▶ **What you are asked to do**
Repeat only the lines below from the one containing "Some(merge_revision(plan, proposed))" through the one containing "previous attempt did", inclusive, exactly as written.

▶ **Input data**
impl Planner {
    pub fn new(completion: Arc<CompletionService>, config: AgentConfig) -> Self {
        Self {
            completion,
            config,
            unblock_attempts: Mutex::new(HashMap::new()),
        }
    }

    fn options() -> CompletionOptions {
        CompletionOptions::default().with_system(PromptTemplate::planner_system())
    }

    // ==================== Plan creation ====================

    /// Decompose `task` into steps; falls back to a one-step plan.
    pub async fn create_initial_plan(&self, task: &Task) -> Plan {
        match self.request_initial_plan(task).await {
            Some(plan) => {
                info!(
                    task_id = %task.id,
                    plan_id = %plan.id,
                    steps = plan.steps.len(),
                    "Initial plan created"
                );
                plan
            }
            None => {
                warn!(task_id = %task.id, "Falling back to a single-step plan");
                Self::single_step_plan(task)
            }
        }
    }

    async fn request_initial_plan(&self, task: &Task) -> Option<Plan> {
        let response = self
            .completion
            .complete_structured(&PromptTemplate::initial_plan(task), &Self::options())
            .await
            .map_err(|e| warn!(task_id = %task.id, error = %e, "Plan request failed"))
            .ok()?;
        let json = extract_from_response(&response)
            .map_err(|e| warn!(task_id = %task.id, error = %e, "Plan response was not structured"))
            .ok()?;
        let steps = parse_steps(&json, false)?;
        let header = parse_plan_header(&json);
        Some(Plan::new(
            task.id.clone(),
            header
                .title
                .unwrap_or_else(|| format!("Plan: {}", truncate(task.description(), 60))),
            header.description.unwrap_or_default(),
            steps,
        ))
    }

    /// The whole task as one implementation step.
    pub fn single_step_plan(task: &Task) -> Plan {
        let step = Step::new("step-1", truncate(task.description(), 80), StepType::Implementation)
            .with_description(task.to_prompt_context());
        Plan::new(
            task.id.clone(),
            format!("Plan: {}", truncate(task.description(), 60)),
            "Single-step fallback plan",
            vec![step],
        )
    }

    // ==================== Action selection ====================

    /// Choose the action for this cycle.
    pub fn determine_next_action(
        &self,
        task: &Task,
        state: &WorldState,
        plan: &Plan,
        memory: &MemoryStore,
    ) -> Action {
        if plan.pending_steps().next().is_none() {
            self.reset_unblock_attempts(&task.id);
            let progress = plan.progress();
            let mut summary = format!("{}/{} steps completed", progress.completed, progress.total);
            // failed steps left with nothing to run is a stall, not a finish
            let stalled_reason = (progress.blocked > 0).then(|| {
                summary.push_str(&format!(", {} blocked", progress.blocked));
                format!("{} step(s) failed and nothing is left to run", progress.blocked)
            });
            if stalled_reason.is_some() {
                warn!(task_id = %task.id, blocked = progress.blocked, "Only failed steps remain");
            }
            return Action::completion(
                task.id.clone(),
                CompletionRequest {
                    summary,
                    stalled_reason,
                },
            )
            .with_plan(plan.id.clone());
        }

        if let Some(step) = plan.runnable_steps().next() {
            self.reset_unblock_attempts(&task.id);
            debug!(task_id = %task.id, step_id = %step.id, "Selected runnable step");
            return self.action_for_step(task, state, plan, step, memory);
        }

        let previous = self.unblock_attempts(&task.id);
        let exhausted = previous >= self.config.unblock_threshold;
        // without completions there is nobody to ask for a fix
        if exhausted || !self.completion.is_available() {
            self.reset_unblock_attempts(&task.id);
            return self.force_progress(task, state, plan, memory);
        }

        let attempt = previous + 1;
        self.unblock_attempts.lock().insert(task.id.clone(), attempt);
        info!(task_id = %task.id, attempt, "No runnable step; requesting unblock analysis");

        let blocked = plan
            .dependency_blocked_steps()
            .map(|s| BlockedStep {
                step_id: s.id.clone(),
                title: s.title.clone(),
                description: s.description.clone(),
                missing_dependencies: plan.missing_dependencies(s),
            })
            .collect();
        Action::unblock(
            task.id.clone(),
            format!("Unblock plan (attempt {})", attempt),
            UnblockRequest {
                plan_context: plan.to_prompt_context(),
                blocked,
                attempt,
            },
        )
        .with_plan(plan.id.clone())
    }

    fn force_progress(
        &self,
        task: &Task,
        state: &WorldState,
        plan: &Plan,
        memory: &MemoryStore,
    ) -> Action {
        if self.config.forced_progress == ForcedProgressPolicy::Fail {
            warn!(task_id = %task.id, "Plan is stalled and forced progress is disabled");
            return Action::completion(
                task.id.clone(),
                CompletionRequest {
                    summary: format!("{}/{} steps completed", plan.progress().completed, plan.steps.len()),
                    stalled_reason: Some(format!(
                        "no runnable step after {} unblock attempts",
                        self.config.unblock_threshold
                    )),
                },
            )
            .with_plan(plan.id.clone());
        }

        // min_by_key keeps the first of equal minima, i.e. insertion order
        let step = plan
            .pending_steps()
            .min_by_key(|s| s.dependencies.len());
        match step {
            Some(step) => {
                warn!(
                    task_id = %task.id,
                    step_id = %step.id,
                    bypassed = ?plan.missing_dependencies(step),
                    "Forcing progress: executing step with dependencies bypassed"
                );
                self.action_for_step(task, state, plan, step, memory).forced()
            }
            // unreachable: callers only force when steps are pending
            None => Action::completion(task.id.clone(), CompletionRequest::default())
                .with_plan(plan.id.clone()),
        }
    }

    fn action_for_step(
        &self,
        task: &Task,
        state: &WorldState,
        plan: &Plan,
        step: &Step,
        memory: &MemoryStore,
    ) -> Action {
        let kind = ActionKind::for_step(step.step_type);
        let action = match kind {
            ActionKind::Research => {
                let mut queries = vec![step.title.clone()];
                if step.description != step.title {
                    queries.push(truncate(&step.description, 200));
                }
                queries.truncate(self.config.max_research_queries.max(1));
                Action::research(
                    task.id.clone(),
                    step.title.clone(),
                    ResearchRequest {
                        queries,
                        context: format!("{}\n\nStep: {}", task.to_prompt_context(), step.description),
                    },
                )
            }
            _ => {
                let dependency_artifacts = step
                    .dependencies
                    .iter()
                    .flat_map(|dep| memory.get_artifacts_for_step(&task.id, dep))
                    .collect();
                Action::code(
                    kind,
                    task.id.clone(),
                    step.title.clone(),
                    CodeRequest {
                        step_title: step.title.clone(),
                        step_description: step.description.clone(),
                        task_description: task.description().to_string(),
                        requirements: task.requirements.clone(),
                        dependency_artifacts,
                        project_structure: state.project_structure.clone().unwrap_or_default(),
                        relevant_code: state.relevant_code.clone(),
                    },
                )
            }
        };
        action.with_plan(plan.id.clone()).with_step(step.id.clone())
    }

    // ==================== Unblock bookkeeping ====================

    pub fn unblock_attempts(&self, task_id: &TaskId) -> u32 {
        self.unblock_attempts
            .lock()
            .get(task_id)
            .copied()
            .unwrap_or(0)
    }

    fn reset_unblock_attempts(&self, task_id: &TaskId) {
        self.unblock_attempts.lock().remove(task_id);
    }

    /// Drop per-task state once a run ends.
    pub fn forget(&self, task_id: &TaskId) {
        self.reset_unblock_attempts(task_id);
    }

    // ==================== Revision ====================

    /// Build the next version of `plan` from an unblock proposal.
    ///
    /// Returns `None` when the proposal references no step of the plan.
    pub fn apply_unblock_proposal(&self, plan: &Plan, proposal: &UnblockProposal) -> Option<Plan> {
        let steps = proposal.apply(plan)?;
        let reason = if proposal.analysis.is_empty() {
            "unblock".to_string()
        } else {
            format!("unblock: {}", truncate(&proposal.analysis, 200))
        };
        Some(plan.revise(steps, reason))
    }

    /// Ask for an updated step list; on failure append a recovery step.
    pub async fn revise_plan(&self, task: &Task, plan: &Plan, insights: &str) -> Plan {
        match self.request_revision(task, plan, insights).await {
            Some(steps) => {
                let revised = plan.revise(steps, truncate(insights, 200));
                info!(
                    task_id = %task.id,
                    plan_id = %revised.id,
                    previous_plan_id = %plan.id,
                    steps = revised.steps.len(),
                    "Plan revised"
                );
                revised
            }
            None => {
                warn!(task_id = %task.id, plan_id = %plan.id, "Revision unusable; adding recovery step");
                Self::recovery_revision(plan, insights)
            }
        }
    }

    async fn request_revision(&self, task: &Task, plan: &Plan, insights: &str) -> Option<Vec<Step>> {
        let response = self
            .completion
            .complete_structured(
                &PromptTemplate::revise_plan(task, plan, insights),
                &Self::options(),
            )
            .await
            .map_err(|e| warn!(task_id = %task.id, error = %e, "Revision request failed"))
            .ok()?;
        let json = extract_from_response(&response).ok()?;
        let proposed = parse_steps(&json, true)?;
        Some(merge_revision(plan, proposed))
    }

    /// Carry the plan over unchanged plus one recovery step the reset steps wait on.
    pub fn recovery_revision(plan: &Plan, insights: &str) -> Plan {
        let n = plan
            .steps
            .iter()
            .filter(|s| s.id.as_str().starts_with("recovery-"))
            .count()
            + 1;
        let recovery_id = StepId::new(format!("recovery-{}", n));
        let recovery = Step::new(
            recovery_id.clone(),
            "Recover from failed step",
            StepType::Implementation,
        )
        .with_description(format!(
            "The previous attempt did not succeed. Address the following before continuing:\n{}",
            truncate(insights, 500)
        ));

        let reset: Vec<StepId> = plan
            .steps
            .iter()
            .filter(|s| s.status == StepStatus::Blocked || s.status == StepStatus::InProgress)
            .map(|s| s.id.clone())
            .collect();
        let mut steps = carry_over(&plan.steps);
        for step in steps.iter_mut().filter(|s| reset.contains(&s.id)) {
            step.dependencies.push(recovery_id.clone());
        }
        steps.push(recovery);
        plan.revise(steps, format!("recovery: {}", truncate(insights, 200)))
    }
}

/// Reconcile a proposed step list with the current plan.
///
/// Echoed ids that were completed stay completed; everything else is pending.
/// Completed steps the model dropped are kept at the front so finished work
/// is never lost.
fn merge_revision(plan: &Plan, proposed: Vec<Step>) -> Vec<Step> {
    let completed: Vec<&Step> = plan
        .steps
        .iter()
        .filter(|s| s.status == StepStatus::Completed)
        .collect();

    let mut merged: Vec<Step> = completed
        .iter()
        .filter(|c| !proposed.iter().any(|p| p.id == c.id))
        .map(|c| (*c).clone())
        .collect();

    for mut step in proposed {
        step.status = if completed.iter().any(|c| c.id == step.id) {
            StepStatus::Completed
        } else {
            StepStatus::Pending
        };
        merged.push(step);
    }
    merged
}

▶ **Output**
        Some(merge_revision(plan, proposed))
    }

    /// Carry the plan over unchanged plus one recovery step the reset steps wait on.
    pub fn recovery_revision(plan: &Plan, insights: &str) -> Plan {
        let n = plan
            .steps
            .iter()
            .filter(|s| s.id.as_str().starts_with("recovery-"))
            .count()
            + 1;
        let recovery_id = StepId::new(format!("recovery-{}", n));
        let recovery = Step::new(
            recovery_id.clone(),
            "Recover from failed step",
            StepType::Implementation,
        )
        .with_description(format!(
            "The previous attempt did not succeed. Address the following before continuing:\n{}",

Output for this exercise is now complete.